What the task asks ▸ Your response should be every line from the entries that includes the string "super".

(Stored items)
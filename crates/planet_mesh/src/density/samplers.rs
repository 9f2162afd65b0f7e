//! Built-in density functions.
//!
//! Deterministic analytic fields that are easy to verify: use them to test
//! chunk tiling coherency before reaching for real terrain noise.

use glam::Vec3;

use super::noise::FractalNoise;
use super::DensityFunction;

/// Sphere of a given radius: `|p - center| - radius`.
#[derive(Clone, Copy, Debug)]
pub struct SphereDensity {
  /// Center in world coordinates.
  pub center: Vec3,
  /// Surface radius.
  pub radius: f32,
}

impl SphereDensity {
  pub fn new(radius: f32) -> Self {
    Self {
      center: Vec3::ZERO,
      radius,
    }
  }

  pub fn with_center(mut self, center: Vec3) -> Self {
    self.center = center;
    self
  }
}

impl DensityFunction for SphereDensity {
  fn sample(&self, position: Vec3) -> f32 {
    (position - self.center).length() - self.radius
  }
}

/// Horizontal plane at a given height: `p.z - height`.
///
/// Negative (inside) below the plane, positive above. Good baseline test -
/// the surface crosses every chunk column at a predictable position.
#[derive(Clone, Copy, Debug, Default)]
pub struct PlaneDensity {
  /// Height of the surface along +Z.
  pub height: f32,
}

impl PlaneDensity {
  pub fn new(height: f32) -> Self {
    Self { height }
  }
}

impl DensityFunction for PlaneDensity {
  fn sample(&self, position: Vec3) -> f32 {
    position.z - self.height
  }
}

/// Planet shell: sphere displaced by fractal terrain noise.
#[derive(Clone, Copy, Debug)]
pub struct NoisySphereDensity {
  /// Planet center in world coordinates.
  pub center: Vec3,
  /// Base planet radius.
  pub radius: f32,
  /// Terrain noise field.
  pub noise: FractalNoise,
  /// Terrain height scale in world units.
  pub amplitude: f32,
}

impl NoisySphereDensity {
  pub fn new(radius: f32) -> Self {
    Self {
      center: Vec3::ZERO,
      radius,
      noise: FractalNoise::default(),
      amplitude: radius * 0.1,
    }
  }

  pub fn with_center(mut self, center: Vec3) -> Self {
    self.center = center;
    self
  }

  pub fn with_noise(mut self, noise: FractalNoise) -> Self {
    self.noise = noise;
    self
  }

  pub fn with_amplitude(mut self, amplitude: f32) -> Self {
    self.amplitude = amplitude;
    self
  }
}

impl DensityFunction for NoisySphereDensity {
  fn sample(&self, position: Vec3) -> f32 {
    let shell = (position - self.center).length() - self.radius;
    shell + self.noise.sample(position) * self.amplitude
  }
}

Output for this exercise ▸
use super::noise::FractalNoise;
use super::DensityFunction;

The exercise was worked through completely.